Czynniki zaburzające wzrost rzepaku wiosną
01.07.2024
Początkowo chłodna i sucha wiosna w kwietniu przyniosła nieco więcej opadów, a maj przywitał nas wzrostem temperatur. Wszystko to spowodowało, że wzrost rzepaku gwałtownie przyspieszył. Jak to wpływa na kondycję roślin?
Imponujący wzrost rzepaku
Opady deszczu, jakie wystąpiły w kwietniu, ułatwiły i przyspieszyły asymilację składników odżywczych na czele z azotem. W połączeniu ze stopniowym wzrostem temperatur, ze szczególnym uwzględnieniem braku nocnych przymrozków, umożliwiło to przyspieszenie rozwoju roślin. Pomimo dużych wahań temperatury w ciągu doby rzepaki przyrastały nawet 10 cm dziennie. O ile wszyscy rolnicy słusznie cieszą się z rozwoju swoich roślin uprawnych, to koniecznie trzeba zwrócić uwagę na zagrożenia, jakie taka dynamika wzrostu niesie ze sobą.
Czynniki stresowe
Tak intensywny wzrost rzepaku ma także swoje niebezpieczne oblicze. Może bowiem podobnie jak przymrozki, powodować pękanie łodyg. Mechanicznie uszkodzone rośliny są łatwym celem dla patogenów chorobotwórczych i szkodników. Dlatego konieczny jest stały i dokładny monitoring kondycji roślin. W przypadku wystąpienia pęknięć niezbędna będzie szybka i adekwatna reakcja. Jako że skaleczone łodygi stanowią otwarte drzwi głównie dla chorób grzybowych, powinniśmy bacznie obserwować plantację pod kątem objawów infekcji. Jednak nie musimy czekać z założonymi rękami. Możemy przyspieszyć regenerację uszkodzonych roślin.

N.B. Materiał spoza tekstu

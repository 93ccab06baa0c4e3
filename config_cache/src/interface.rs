//! Traits and error types for the cluster configuration API.

use async_trait::async_trait;
use bytes::Bytes;
use data_types::{
    SnapshotPolicy, SnapshotPolicyId, Tenant, TenantId, TenantMembership, User, UserId,
    UserUpdate, Volume, VolumeId,
};
use snafu::Snafu;
use std::{fmt::Debug, sync::Arc};

/// Errors returned to callers of the configuration service. None of these
/// are retried anywhere in this crate; surfacing them is the caller's
/// signal to degrade or give up.
#[derive(Clone, Debug, Snafu)]
#[expect(missing_docs)]
#[snafu(visibility(pub(crate)))]
pub enum Error {
    #[snafu(display("remote unavailable: {descr}"))]
    RemoteUnavailable { descr: String },

    #[snafu(display("cluster not ready: {descr}"))]
    ClusterNotReady { descr: String },

    #[snafu(display("inconsistent data: {source}"))]
    InconsistentData {
        source: Arc<data_types::snapshot::Error>,
    },

    #[snafu(display("already exists: {descr}"))]
    AlreadyExists { descr: String },

    #[snafu(display("not found: {descr}"))]
    NotFound { descr: String },

    #[snafu(display("malformed request: {descr}"))]
    Malformed { descr: String },
}

impl From<data_types::snapshot::Error> for Error {
    fn from(e: data_types::snapshot::Error) -> Self {
        Self::InconsistentData {
            source: Arc::new(e),
        }
    }
}

/// Result type for the configuration service.
pub type Result<T, E = Error> = std::result::Result<T, E>;

/// The remote cluster configuration service.
///
/// The read surface hands out full entity lists; there is no incremental
/// variant. [`current_version`](Self::current_version) returns the global
/// version counter that every committed mutation increments, which is the
/// only change-detection signal this API offers.
///
/// Mutations are validated remotely; validation failures come back as
/// [`Error::AlreadyExists`], [`Error::NotFound`] or [`Error::Malformed`]
/// and leave the remote version untouched.
#[async_trait]
pub trait ConfigService: Send + Sync + Debug {
    /// The global configuration version. Increments on every committed
    /// mutation, never decreases.
    async fn current_version(&self) -> Result<u64>;

    /// All user accounts.
    async fn list_users(&self) -> Result<Vec<User>>;

    /// All tenants.
    async fn list_tenants(&self) -> Result<Vec<Tenant>>;

    /// Memberships of the given tenant.
    async fn list_tenant_members(&self, tenant_id: TenantId) -> Result<Vec<TenantMembership>>;

    /// All volumes.
    ///
    /// Fails with [`Error::ClusterNotReady`] while the cluster-level volume
    /// manager has no leader, which callers may treat as "no volumes yet".
    async fn list_volumes(&self) -> Result<Vec<Volume>>;

    /// All snapshot policies.
    async fn list_snapshot_policies(&self) -> Result<Vec<SnapshotPolicy>>;

    /// Create a user account.
    async fn create_user(
        &self,
        login: &str,
        password_hash: &str,
        api_secret: &str,
        is_admin: bool,
    ) -> Result<User>;

    /// Apply a partial update to a user account.
    async fn update_user(&self, id: UserId, update: UserUpdate) -> Result<User>;

    /// Create a tenant.
    async fn create_tenant(&self, name: &str) -> Result<Tenant>;

    /// Create a volume owned by `tenant_id`.
    async fn create_volume(
        &self,
        name: &str,
        tenant_id: TenantId,
        settings: Bytes,
    ) -> Result<Volume>;

    /// Delete a volume, detaching it from any snapshot policies.
    async fn delete_volume(&self, id: VolumeId) -> Result<()>;

    /// Add a user to a tenant.
    async fn assign_user(&self, tenant_id: TenantId, user_id: UserId) -> Result<()>;

    /// Remove a user from a tenant.
    async fn revoke_user(&self, tenant_id: TenantId, user_id: UserId) -> Result<()>;

    /// Create a snapshot policy with no attached volumes.
    async fn create_snapshot_policy(
        &self,
        name: &str,
        schedule: &str,
        retain_count: u32,
    ) -> Result<SnapshotPolicy>;

    /// Delete a snapshot policy.
    async fn delete_snapshot_policy(&self, id: SnapshotPolicyId) -> Result<()>;

    /// Attach a volume to a policy.
    async fn attach_volume_to_policy(
        &self,
        policy_id: SnapshotPolicyId,
        volume_id: VolumeId,
    ) -> Result<()>;

    /// Detach a volume from a policy.
    async fn detach_volume_from_policy(
        &self,
        policy_id: SnapshotPolicyId,
        volume_id: VolumeId,
    ) -> Result<()>;

    /// Name of the backing implementation, for logs.
    fn name(&self) -> &'static str;
}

Kaishi – pierwsza pomoc po stresie
Jednym z podstawowych zastosowań stymulatora rozwoju roślin Kaishi jest właśnie wsparcie odbudowy tkanek uszkodzonych w takich okolicznościach. Zawarte w preparacie biologicznie czynne L-aminokwasy pochodzenia roślinnego są niezbędne do budowy białek. Stymulują wzrost rzepaku, ograniczając jednocześnie negatywne skutki stresu. Pozwala to chronić jego potencjał plonotwórczy, poprzez przyspieszenie odbudowy uszkodzeń, co przekłada się na mniejsze ryzyko infekcji.
W uprawie rzepaku ozimego Kaishi stosuje się w dawce 1,5–2,0 l/ha w trzech terminach: po wiosennym ruszeniu wegetacji, w fazie pąkowania do początku kwitnienia oraz w fazie pełni kwitnienia do początku zawiązywania łuszczyn.